The glare of the full Moon overpowers most of the stars around it. Only the brightest of stars shine through. And that’s what we have tonight. Three bright stars form a wide triangle, with the Moon along one side of it.

The star that appears closest to the Moon is Pollux, the brighter of the twins of Gemini. It’s above the Moon at nightfall. It’s a stellar giant — it’s much bigger and brighter than the Sun. It’s well past the prime of life, so it’s puffed up to giant proportions. And it’s only about 34 light-years away. The combination of size and distance makes it bright and easy to spot.

The next-closest companion star is Regulus, the leading light of Leo, the lion. It climbs into good view below the Moon by about 8 o’clock.

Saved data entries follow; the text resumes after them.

/// Register the `host` table: `invoke` is the only way out, and it only
/// emits a serialized operation carrying a correlation id.
fn register_host_api(lua: &Lua, shared: Arc<ExecShared>) -> CoreResult<()> {
    let host = lua.create_table().map_err(surface_err)?;

    let s = Arc::clone(&shared);
    host.set(
        "invoke",
        lua.create_function(
            move |lua,
                  (operation, args, callback): (
                String,
                Option<mlua::Value>,
                Option<mlua::Function>,
            )| {
                let args = args
                    .as_ref()
                    .and_then(|v| lua_to_json(v, 0))
                    .unwrap_or(Value::Null);
                let correlation_id = s.next_correlation_id.fetch_add(1, Ordering::Relaxed);
                if let Some(callback) = callback {
                    let callbacks: mlua::Table = lua.named_registry_value(CALLBACKS_REGISTRY)?;
                    callbacks.set(correlation_id, callback)?;
                }
                s.push_op(Operation::InvokeHost {
                    operation,
                    args,
                    correlation_id,
                });
                Ok(correlation_id)
            },
        )
        .map_err(surface_err)?,
    )
    .map_err(surface_err)?;

    lua.globals().set("host", host).map_err(surface_err)?;
    Ok(())
}

/// Rebind `print` to the session diagnostic buffer.
fn register_print(lua: &Lua, shared: Arc<ExecShared>) -> CoreResult<()> {
    let print_fn = lua
        .create_function(move |_, args: mlua::Variadic<mlua::Value>| {
            let parts: Vec<String> = args
                .iter()
                .map(|v| match v {
                    mlua::Value::String(s) => {
                        s.to_str().map(|x| x.to_string()).unwrap_or_default()
                    }
                    mlua::Value::Integer(n) => n.to_string(),
                    mlua::Value::Number(n) => n.to_string(),
                    mlua::Value::Boolean(b) => b.to_string(),
                    mlua::Value::Nil => "nil".to_string(),
                    _ => format!("{:?}", v),
                })
                .collect();
            shared.append_console(&(parts.join("\t") + "\n"));
            Ok(())
        })
        .map_err(surface_err)?;
    lua.globals().set("print", print_fn).map_err(surface_err)?;
    Ok(())
}

/// Convert a Lua value to structured JSON. Functions, userdata, threads,
/// and non-finite numbers are not representable and yield `None`; the
/// depth cut also terminates cyclic tables.
fn lua_to_json(value: &mlua::Value, depth: usize) -> Option<Value> {
    if depth > MAX_VALUE_DEPTH {
        return None;
    }
    match value {
        mlua::Value::Nil => Some(Value::Null),
        mlua::Value::Boolean(b) => Some(Value::Bool(*b)),
        mlua::Value::Integer(i) => Some(Value::Number((*i).into())),
        mlua::Value::Number(n) => {
            if n.is_finite() {
                serde_json::Number::from_f64(*n).map(Value::Number)
            } else {
                None
            }
        }
        mlua::Value::String(s) => s.to_str().ok().map(|x| Value::String(x.to_string())),
        mlua::Value::Table(table) => {
            if table.raw_len() > 0 {
                let mut items = Vec::new();
                for item in table.sequence_values::<mlua::Value>() {
                    let item = item.ok()?;
                    if let Some(v) = lua_to_json(&item, depth + 1) {
                        items.push(v);
                    }
                }
                Some(Value::Array(items))
            } else {
                let mut map = serde_json::Map::new();
                for pair in table.pairs::<mlua::Value, mlua::Value>() {
                    let (k, v) = pair.ok()?;
                    let mlua::Value::String(key) = k else { continue };
                    let Ok(key) = key.to_str() else { continue };
                    if let Some(v) = lua_to_json(&v, depth + 1) {
                        map.insert(key.to_string(), v);
                    }
                }
                Some(Value::Object(map))
            }
        }
        _ => None,
    }
}

fn table_to_props(table: &mlua::Table) -> mlua::Result<Props> {
    let mut props = Props::new();
    for pair in table.pairs::<mlua::Value, mlua::Value>() {
        let (k, v) = pair?;
        let mlua::Value::String(key) = k else { continue };
        let Ok(key) = key.to_str() else { continue };
        if let Some(v) = lua_to_json(&v, 0) {
            props.insert(key.to_string(), v);
        }
    }
    Ok(props)
}

/// Deliver structured JSON into the Lua state.
fn json_to_lua(lua: &Lua, value: &Value) -> mlua::Result<mlua::Value> {
    Ok(match value {
        Value::Null => mlua::Value::Nil,
        Value::Bool(b) => mlua::Value::Boolean(*b),
        Value::Number(n) => {
            if let Some(i) = n.as_i64() {
                mlua::Value::Integer(i)
            } else {
                mlua::Value::Number(n.as_f64().unwrap_or(0.0))
            }
        }
        Value::String(s) => mlua::Value::String(lua.create_string(s)?),
        Value::Array(items) => {
            let table = lua.create_table()?;
            for (i, item) in items.iter().enumerate() {
                table.set(i + 1, json_to_lua(lua, item)?)?;
            }
            mlua::Value::Table(table)
        }
        Value::Object(map) => {
            let table = lua.create_table()?;
            for (k, v) in map {
                table.set(k.as_str(), json_to_lua(lua, v)?)?;
            }
            mlua::Value::Table(table)
        }
    })
}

Regulus is a binary — two stars locked in a tight orbit around each other. The main star is much brighter and more massive than the Sun. Its companion is a white dwarf — the small, faint, dead core of a star. The system is about 80 light-years away.

The final companion is Procyon, which is well to the right of the Moon. It’s the brightest star of the little dog, so it’s known as the Little Dog Star. It, too, is a binary. And like Regulus, it consists of a star in the prime of life paired with a white dwarf. The system is among our closest neighbors — only about 11 light-years away.

Look for this trio of bright stars shining through the brilliant moonlight all night long.